The following deductions may be made on employees’ remuneration:

  • tax and social security deductions, in compliance with legislation and individual or collective agreements;
  • fines imposed under work rules;
  • penalties in the form of compensation or damages against employees; and
  • cash advances paid by the employer on income not yet accrued.

Social security and tax deductions are determined by the applicable provisions. These deductions are calculated on the total gross remuneration and carried out at source without limitation.

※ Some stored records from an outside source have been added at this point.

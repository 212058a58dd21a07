//! Public schedule handler

use axum::{extract::State, Json};
use chrono::Local;
use parish_service::{PublicEventResponse, PublicScheduleQuery, ScheduleService};

use crate::extractors::QueryParams;
use crate::response::ApiResult;
use crate::state::AppState;

/// Upcoming events for anonymous visitors
///
/// GET /public/schedule?eventType=&limit=
pub async fn upcoming_schedule(
    State(state): State<AppState>,
    QueryParams(query): QueryParams<PublicScheduleQuery>,
) -> ApiResult<Json<Vec<PublicEventResponse>>> {
    let today = Local::now().date_naive();
    let service = ScheduleService::new(state.service_context());
    let response = service.upcoming(today, query).await?;
    Ok(Json(response))
}
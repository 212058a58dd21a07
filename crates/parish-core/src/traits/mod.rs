//! Ports implemented by the infrastructure crates

mod repositories;
mod sms;

pub use repositories::{
    AssignmentQuery, AssignmentRepository, EventQuery, EventRepository, RepoResult,
    SlotRepository, SmsLogRepository, UserRepository,
};
pub use sms::{SmsError, SmsSender};
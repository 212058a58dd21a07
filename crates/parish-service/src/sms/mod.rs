//! SMS delivery adapters
//!
//! Implementations of the `SmsSender` port: a Twilio REST client for
//! production and a log-only sender for development and tests.

mod logging;
mod twilio;

pub use logging::LoggingSmsSender;
pub use twilio::TwilioSmsSender;
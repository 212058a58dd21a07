//! Route definitions
//!
//! All API routes organized by domain and mounted under /api/v1.

use axum::{
    routing::{delete, get, patch, post, put},
    Router,
};

use crate::handlers::{assignments, events, health, public, reminders, slots, users};
use crate::state::AppState;

/// Create the main API router (health is mounted separately to bypass rate limiting)
pub fn create_router() -> Router<AppState> {
    Router::new().nest("/api/v1", api_v1_routes())
}

/// Health check routes
pub fn health_routes() -> Router<AppState> {
    Router::new()
        .route("/health", get(health::health_check))
        .route("/health/ready", get(health::readiness_check))
}

/// API v1 routes
fn api_v1_routes() -> Router<AppState> {
    Router::new()
        .merge(event_routes())
        .merge(slot_routes())
        .merge(assignment_routes())
        .merge(reminder_routes())
        .merge(user_routes())
        .merge(public_routes())
}

/// Event and series routes
fn event_routes() -> Router<AppState> {
    Router::new()
        .route("/events", get(events::list_events).post(events::create_event))
        .route(
            "/events/:event_id",
            get(events::get_event)
                .put(events::update_event)
                .delete(events::delete_event),
        )
}

/// Slot routes
fn slot_routes() -> Router<AppState> {
    Router::new()
        .route("/slots", post(slots::create_slot))
        .route(
            "/slots/:slot_id",
            put(slots::update_slot).delete(slots::delete_slot),
        )
}

/// Assignment routes
fn assignment_routes() -> Router<AppState> {
    Router::new()
        .route(
            "/assignments",
            get(assignments::list_assignments).post(assignments::create_assignment),
        )
        .route(
            "/assignments/:assignment_id",
            delete(assignments::delete_assignment),
        )
}

/// Reminder routes
fn reminder_routes() -> Router<AppState> {
    Router::new()
        .route("/reminders/send", post(reminders::send_reminder))
        .route("/reminders/sweep", post(reminders::run_sweep))
        .route("/reminders/log", get(reminders::sms_log))
}

/// User routes
fn user_routes() -> Router<AppState> {
    Router::new()
        .route("/users", get(users::list_users).post(users::create_user))
        .route("/users/me", get(users::get_current_user))
        .route("/users/:user_id", patch(users::update_user))
        .route("/users/:user_id/role", patch(users::change_role))
        .route("/users/:user_id/active", patch(users::set_active))
}

/// Unauthenticated routes
fn public_routes() -> Router<AppState> {
    Router::new().route("/public/schedule", get(public::upcoming_schedule))
}
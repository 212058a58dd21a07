//! Data transfer objects for API requests and responses
//!
//! This module provides:
//! - Request DTOs with validation for API inputs
//! - Response DTOs for serializing API outputs
//! - Mappers for converting domain entities to DTOs

pub mod mappers;
pub mod requests;
pub mod responses;

// Re-export commonly used request types
pub use requests::{
    ChangeRoleRequest, CreateAssignmentRequest, CreateEventRequest, CreateSlotRequest,
    CreateUserRequest, DeleteEventQuery, ListAssignmentsQuery, ListEventsQuery, ListUsersQuery,
    PublicScheduleQuery, SendReminderRequest, SetActiveRequest, SlotTemplateRequest, SmsLogQuery,
    SweepQuery, UpdateEventRequest, UpdateSlotRequest, UpdateUserRequest,
};

// Re-export commonly used response types
pub use responses::{
    AssignmentEventSummary, AssignmentResponse, AssignmentResult, AssignmentSlotSummary,
    ChildEventResponse, EventDeleteResponse, EventDetailResponse, EventListItem, EventResponse,
    EventSeriesResponse, EventUpdateResponse, HealthChecks, HealthResponse, ManualReminderResponse,
    OffsetReport, PublicAssigneeResponse, PublicEventResponse, PublicSlotResponse,
    ReadinessResponse, SlotAssigneeResponse, SlotDetailResponse, SlotResponse, SmsLogResponse,
    SweepReport, UserResponse, UserSummary,
};
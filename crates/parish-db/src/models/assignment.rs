//! Assignment database models

use chrono::{DateTime, NaiveDate, NaiveTime, Utc};
use sqlx::FromRow;
use uuid::Uuid;

/// Database model for assignments table
#[derive(Debug, Clone, FromRow)]
pub struct AssignmentModel {
    pub id: Uuid,
    pub slot_id: Uuid,
    pub user_id: Uuid,
    pub notes: Option<String>,
    pub created_by: Uuid,
    pub reminders_sent: Vec<i32>,
    pub created_at: DateTime<Utc>,
}

/// Assignment joined with its slot, event and volunteer
///
/// Column aliases are prefixed by table (`a_`, `s_`, `e_`, `u_`).
#[derive(Debug, Clone, FromRow)]
pub struct AssignmentDetailsModel {
    pub a_id: Uuid,
    pub a_notes: Option<String>,
    pub a_created_by: Uuid,
    pub a_reminders_sent: Vec<i32>,
    pub a_created_at: DateTime<Utc>,

    pub s_id: Uuid,
    pub s_name: String,
    pub s_capacity: i32,
    pub s_notes: Option<String>,
    pub s_created_at: DateTime<Utc>,

    pub e_id: Uuid,
    pub e_title: String,
    pub e_description: Option<String>,
    pub e_event_type: String,
    pub e_event_date: NaiveDate,
    pub e_start_time: NaiveTime,
    pub e_end_time: Option<NaiveTime>,
    pub e_location: Option<String>,
    pub e_recurrence_type: String,
    pub e_recurrence_end_date: Option<NaiveDate>,
    pub e_parent_event_id: Option<Uuid>,
    pub e_created_by: Uuid,
    pub e_created_at: DateTime<Utc>,
    pub e_updated_at: DateTime<Utc>,

    pub u_id: Uuid,
    pub u_name: String,
    pub u_phone: String,
    pub u_email: Option<String>,
    pub u_role: String,
    pub u_is_active: bool,
    pub u_notifications_enabled: bool,
    pub u_created_at: DateTime<Utc>,
    pub u_updated_at: DateTime<Utc>,
}
//! Reminder handlers
//!
//! Manual sends by staff, the scheduled sweep and the SMS log.

use axum::{extract::State, Json};
use chrono::{Local, NaiveDate};
use parish_core::calendar::parse_date;
use parish_service::{
    ManualReminderResponse, ReminderService, SendReminderRequest, SmsLogQuery, SmsLogResponse,
    SweepQuery, SweepReport,
};

use crate::extractors::{AuthUser, CronAuth, QueryParams, ValidatedJson};
use crate::response::{ApiError, ApiResult};
use crate::state::AppState;

/// Send a reminder for one assignment right now
///
/// POST /reminders/send
pub async fn send_reminder(
    State(state): State<AppState>,
    auth: AuthUser,
    ValidatedJson(request): ValidatedJson<SendReminderRequest>,
) -> ApiResult<Json<ManualReminderResponse>> {
    let service = ReminderService::new(state.service_context());
    let response = service.send_manual(auth.user_id, request).await?;
    Ok(Json(response))
}

/// Run the reminder sweep for today, or for `?date=YYYY-MM-DD`
///
/// POST /reminders/sweep
pub async fn run_sweep(
    State(state): State<AppState>,
    _cron: CronAuth,
    QueryParams(query): QueryParams<SweepQuery>,
) -> ApiResult<Json<SweepReport>> {
    let today = sweep_date(&query)?;
    let service = ReminderService::new(state.service_context());
    let report = service.sweep(today).await?;
    Ok(Json(report))
}

/// Date the sweep runs as, defaulting to the server's local today
fn sweep_date(query: &SweepQuery) -> Result<NaiveDate, ApiError> {
    match query.date.as_deref() {
        Some(raw) => {
            parse_date(raw).map_err(|_| ApiError::invalid_query(format!("Invalid date: {raw}")))
        }
        None => Ok(Local::now().date_naive()),
    }
}

/// Most recent outbound messages
///
/// GET /reminders/log?limit=
pub async fn sms_log(
    State(state): State<AppState>,
    auth: AuthUser,
    QueryParams(query): QueryParams<SmsLogQuery>,
) -> ApiResult<Json<Vec<SmsLogResponse>>> {
    let service = ReminderService::new(state.service_context());
    let response = service.recent_log(auth.user_id, query).await?;
    Ok(Json(response))
}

Other deductions (eg, fines, compensation and damages payable in cash and advances) are calculated on the net remuneration only, after the deduction of social security contributions and tax withholdings. The total of these other deductions may not exceed 20% of the net remuneration due each payday. However, this limitation does not apply if the employee has committed fraud or voluntarily terminated his or her contract before the settlement of compensation or damages for which he or she is liable.

Record keeping
What payroll and payment records must be maintained?

Employers must maintain records of both payslips and individual accounts.

Discrimination, harassment & family leave

What is the position in relation to:
Protected categories

(a) Age?

A distinction based on age is allowed only where it is based on an objective and reasonable justification. A justified distinction should involve a legitimate goal and the appropriate and necessary means to achieve this goal.

An unjustified distinction will violate protections against direct and indirect discrimination.

(b) Race

Only a justified distinction (see above) is allowed. An unjustified distinction will violate protections against direct and indirect discrimination.

(c) Disability?

Only a justified distinction (see above) is allowed. An unjustified distinction will violate protections against direct and indirect discrimination.

(d) Gender?

Only a justified distinction (see above) is allowed. An unjustified distinction will violate protections against direct and indirect discrimination.

(e) Sexual orientation?

Only a justified distinction (see above) is allowed. An unjustified distinction will violate protections against direct and indirect discrimination.

(f) Religion?

Only a justified distinction (see above) is allowed. An unjustified distinction will violate protections against direct and indirect discrimination.

(g) Medical?

Only a justified distinction (see above) is allowed. An unjustified distinction will violate protections against direct and indirect discrimination.

(h) Other?

Other protected categories include social background, language, political background and financial situation. 

Family and medical leave
What is the position in relation to family and medical leave?

Maternity leave
On presentation of a medical certificate, the employee is entitled to a rest period of up to seven weeks preceding the expected delivery date. The employee may not work on or after the seventh day prior to the expected date of delivery. If delivery takes place at a later date, the rest period will be extended accordingly. The employment contract is also legally suspended during the nine weeks following the delivery. If the employee has not taken full advantage of the non-compulsory pre-delivery six-week rest period, the remainder may be added to the post-delivery rest period. In practice, this means that the employment contract will be suspended for a total of 15 weeks.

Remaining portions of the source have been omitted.